Cell Type Identification in single cell RNASeq data

The SpaceTx consortium chose the mouse visual cortex as the substrate for spatial transcriptomics comparisons. This was Consensus clustering

Computational strategies:

  • (Eeshit DV) SIMLR (Single-cell Interpretation via Multi-kernel LeaRning) learns an appropriate distance metric for clustering and accounts for drop-outs. Can also be run as a consensus clustering strategy. (https://github.com/BatzoglouLabSU/SIMLR).

  • (Peter K) PAGODA (Pathway And Gene set Over-Dispersion Analysis) resolves multiple aspects of gene expression heterogeneity by testing gene sets for coordinated variability among measured cells (http://hms-dbmi.github.io/scde/pagoda.html).

  • (Zizhen Y) scrattch.hicat (Hierarchical, Iterative Clustering for Analysis of Transcriptomics) iteratively repeats a multi-step approach on each cluster using different variable genes until no new clusters can be defined, then bootstraps the iterative process (https://github.com/AllenInstitute/scrattch.hicat).

  • (Trygve B) - Precursor pipeline used for human MTG

  • (Kenneth H) proMMT (Probabilistic Mixture Modeling for Transcriptomics) uses an EM algorithm to iteratively define clusters using the Bayesian information criterion and identify a sparse set of genes varying across clusters (Harris et al 2018; “Classes and continua…”; PLoS Biol.).

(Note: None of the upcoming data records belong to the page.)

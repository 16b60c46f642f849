use courier_optimizer::{
    dispatch::{
        actor::DispatchHandle,
        controller::{DispatchController, DispatchParams, UrgentStop},
        route_state::RouteStatus,
    },
    error::DispatchError,
    problem::{
        capacity::Capacity,
        location::Location,
        stop::{Priority, StopBuilder, StopOutcome},
        time_window::TimeWindow,
    },
    solver::{constraints::constraint_set::ConstraintSet, solver::Solver},
};
use jiff::SignedDuration;

mod test_utils;

/// Two vans, eight stops due before noon. Every stop has at least two hours
/// of slack once planned.
async fn running_plan() -> DispatchHandle {
    let stops = test_utils::create_stops(8, |_, builder| {
        builder.set_time_window(TimeWindow::between(
            test_utils::at(8, 0),
            test_utils::at(12, 0),
        ));
    });
    let problem = test_utils::create_problem(
        test_utils::create_location_grid(3, 4),
        stops,
        test_utils::create_vehicles(2, Capacity::weight(6.0)),
        test_utils::create_drivers(2),
    );

    let (plan, solution) = tokio::task::spawn_blocking(move || {
        Solver::new(problem, ConstraintSet::default(), test_utils::solver_params(9))
            .solve_with_solution()
    })
    .await
    .unwrap()
    .unwrap();
    assert!(plan.unassigned.is_empty());

    DispatchHandle::spawn(DispatchController::new(solution, DispatchParams::default()), 32)
}

fn urgent(external_id: &str, x: f64, y: f64) -> UrgentStop {
    let mut stop = StopBuilder::default();
    stop.set_external_id(external_id)
        .set_demand(Capacity::weight(1.0))
        .set_service_duration(SignedDuration::from_mins(5))
        .set_priority(Priority::Urgent);

    UrgentStop {
        location: Location::from_cartesian(x, y),
        stop,
    }
}

#[tokio::test]
async fn test_urgent_insertion_within_slack() {
    let handle = running_plan().await;
    let routes = handle.routes().await.unwrap();
    for view in &routes {
        if !view.route.visits.is_empty() {
            handle.dispatch(view.route.route_id).await.unwrap();
            handle.start_route(view.route.route_id).await.unwrap();
        }
    }
    let before = handle.routes().await.unwrap();

    let proposals = handle.insert_urgent(urgent("urgent-1", 2.0, 1.0), None).await.unwrap();

    assert!(!proposals.is_empty());
    let best = proposals[0].clone();
    assert!(best.added_delay <= SignedDuration::from_hours(2));

    let route = handle.accept_insertion(best.id).await.unwrap();

    let previous = &before[best.route_id].route;
    let kept: Vec<&str> = route
        .visits
        .iter()
        .map(|visit| visit.stop_id.as_str())
        .filter(|stop_id| *stop_id != "urgent-1")
        .collect();
    let expected: Vec<&str> = previous
        .visits
        .iter()
        .map(|visit| visit.stop_id.as_str())
        .collect();
    assert_eq!(kept, expected);
    assert_eq!(route.visits[0].stop_id, previous.visits[0].stop_id);
    assert!(route.load.fits_within(&Capacity::weight(6.0)));
    assert!(route.visits.iter().all(|visit| !visit.lateness.is_positive()));
}

#[tokio::test]
async fn test_breakdown_hands_stops_over() {
    let handle = running_plan().await;
    let routes = handle.routes().await.unwrap();
    let (broken, other) = match (routes[0].route.visits.len(), routes[1].route.visits.len()) {
        (0, _) | (_, 0) => panic!("Expected both vans to be used"),
        _ => (routes[0].route.clone(), routes[1].route.clone()),
    };

    handle.dispatch(broken.route_id).await.unwrap();
    let first = broken.visits[0].clone();
    handle
        .on_delivery_confirmed(first.stop_id.clone(), StopOutcome::Delivered, first.departure)
        .await
        .unwrap();

    let proposals = handle
        .reassign_route(broken.route_id, "flat tyre")
        .await
        .unwrap();
    let views = handle.routes().await.unwrap();

    assert_eq!(views[broken.route_id].status, RouteStatus::Completed);
    assert_eq!(views[broken.route_id].completed_stops, vec![first.stop_id.clone()]);
    assert_eq!(
        views[other.route_id].route.visits.len(),
        other.visits.len() + proposals.len()
    );
    assert!(views[other.route_id].route.load.fits_within(&Capacity::weight(6.0)));
    assert!(
        views[other.route_id]
            .route
            .visits
            .iter()
            .all(|visit| visit.stop_id != first.stop_id)
    );
}

#[tokio::test]
async fn test_events_on_closed_route_are_rejected() {
    let handle = running_plan().await;
    let routes = handle.routes().await.unwrap();
    let route = routes
        .iter()
        .find(|view| !view.route.visits.is_empty())
        .unwrap()
        .route
        .clone();

    handle.reassign_route(route.route_id, "driver sick").await.unwrap();

    assert!(matches!(
        handle.dispatch(route.route_id).await,
        Err(DispatchError::InvalidTransition {
            from: RouteStatus::Completed,
            ..
        })
    ));
}
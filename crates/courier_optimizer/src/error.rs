use thiserror::Error;

use crate::{dispatch::route_state::RouteStatus, problem::capacity::Capacity};

/// Inputs no plan can be built for. Optimization does not start.
#[derive(Debug, Error, Clone, PartialEq)]
pub enum InfeasibleInput {
    #[error("no vehicle with capacity for a total demand of {0:?}")]
    NoFleet(Capacity),

    #[error("stop {stop_id} has no eligible resource")]
    NoEligibleResource { stop_id: String },

    #[error("stop {stop_id} demand exceeds the capacity of every eligible vehicle")]
    DemandExceedsCapacity { stop_id: String },
}

#[derive(Debug, Error)]
pub enum EngineError {
    #[error("infeasible input: {0}")]
    InfeasibleInput(#[from] InfeasibleInput),

    #[error("failed to fetch {what}: {source}")]
    Collaborator {
        what: &'static str,
        #[source]
        source: anyhow::Error,
    },

    #[error("travel matrix unavailable: {0}")]
    TravelMatrix(#[source] anyhow::Error),

    #[error("planning task failed: {0}")]
    Task(#[from] tokio::task::JoinError),
}

#[derive(Debug, Error, Clone, PartialEq)]
pub enum DispatchError {
    #[error("unknown route {0}")]
    UnknownRoute(usize),

    #[error("unknown stop {0}")]
    UnknownStop(String),

    #[error("stop {0} already exists")]
    DuplicateStop(String),

    #[error("stop {0} is not planned on any active route")]
    StopNotPlanned(String),

    #[error("unknown or expired insertion proposal {0}")]
    UnknownProposal(uuid::Uuid),

    #[error("proposal {0} was computed on a route that changed since")]
    StaleProposal(uuid::Uuid),

    #[error("delay of {0} minutes, only positive delays are reported")]
    InvalidDelay(i64),

    #[error("route {route_id} cannot go from {from:?} to {to:?}")]
    InvalidTransition {
        route_id: usize,
        from: RouteStatus,
        to: RouteStatus,
    },

    #[error("no plan is loaded")]
    NoActivePlan,

    #[error("dispatch controller stopped")]
    ControllerClosed,
}
use rstar::{RTree, primitives::GeomWithData};

use super::{
    location::Location,
    stop::{Stop, StopIdx},
};

pub type StopIndexObject = GeomWithData<[f64; 2], StopIdx>;

/// Spatial index over stop locations.
#[derive(Clone)]
pub struct StopIndex {
    tree: RTree<StopIndexObject>,
}

impl StopIndex {
    pub fn new(locations: &[Location], stops: &[Stop]) -> Self {
        let objects = stops
            .iter()
            .enumerate()
            .map(|(index, stop)| {
                let location = &locations[stop.location_id()];
                StopIndexObject::new([location.x(), location.y()], StopIdx::new(index))
            })
            .collect();

        StopIndex {
            tree: RTree::bulk_load(objects),
        }
    }

    pub fn insert(&mut self, location: &Location, stop_id: StopIdx) {
        self.tree
            .insert(StopIndexObject::new([location.x(), location.y()], stop_id));
    }

    /// Stops ordered by planar distance to `location`.
    pub fn nearest(&self, location: &Location) -> impl Iterator<Item = StopIdx> + '_ {
        self.tree
            .nearest_neighbor_iter(&[location.x(), location.y()])
            .map(|object| object.data)
    }

    pub fn len(&self) -> usize {
        self.tree.size()
    }

    pub fn is_empty(&self) -> bool {
        self.tree.size() == 0
    }
}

Most methods were run multiple times with different parameter settings.

Cluster consensus:

  • (Trygve B) - Cluster comparisons using Adjusted Rand, VI, etc. and showing which clusters subclasses /types are split more by various methods

  • (Brian A) - Consensus mouse and human clusters were defined using clusterExperiment R library, which clusters the co-occurrence matrix (https://github.com/epurdom/clusterExperiment).

Mouse clusters were defined on VISp + ALM data set and 68 ALM-specific clusters were removed from the consensus clustering, for 191 total clusters

Marker Gene Selection

Four different computational strategies:

  • (Jeremy M) - Greedy algorithm generally identifies combinatorial genes. This method was used for completing smaller panels and validating all panels.

  • (Kenneth H) Probability model aimed to maximize the average number of levels of a clustering tree correctly classified

  • (Brian A) - NS-Forest: Random forest strategy aimed at identifying the most informative markers of specific cell types

  • (Eeshit DV) Random forest strategy which ranks genes based on the overall importance towards classification

(Eeshit DV) These methods were merged together into a ranked list and some gene panels were selected from this list.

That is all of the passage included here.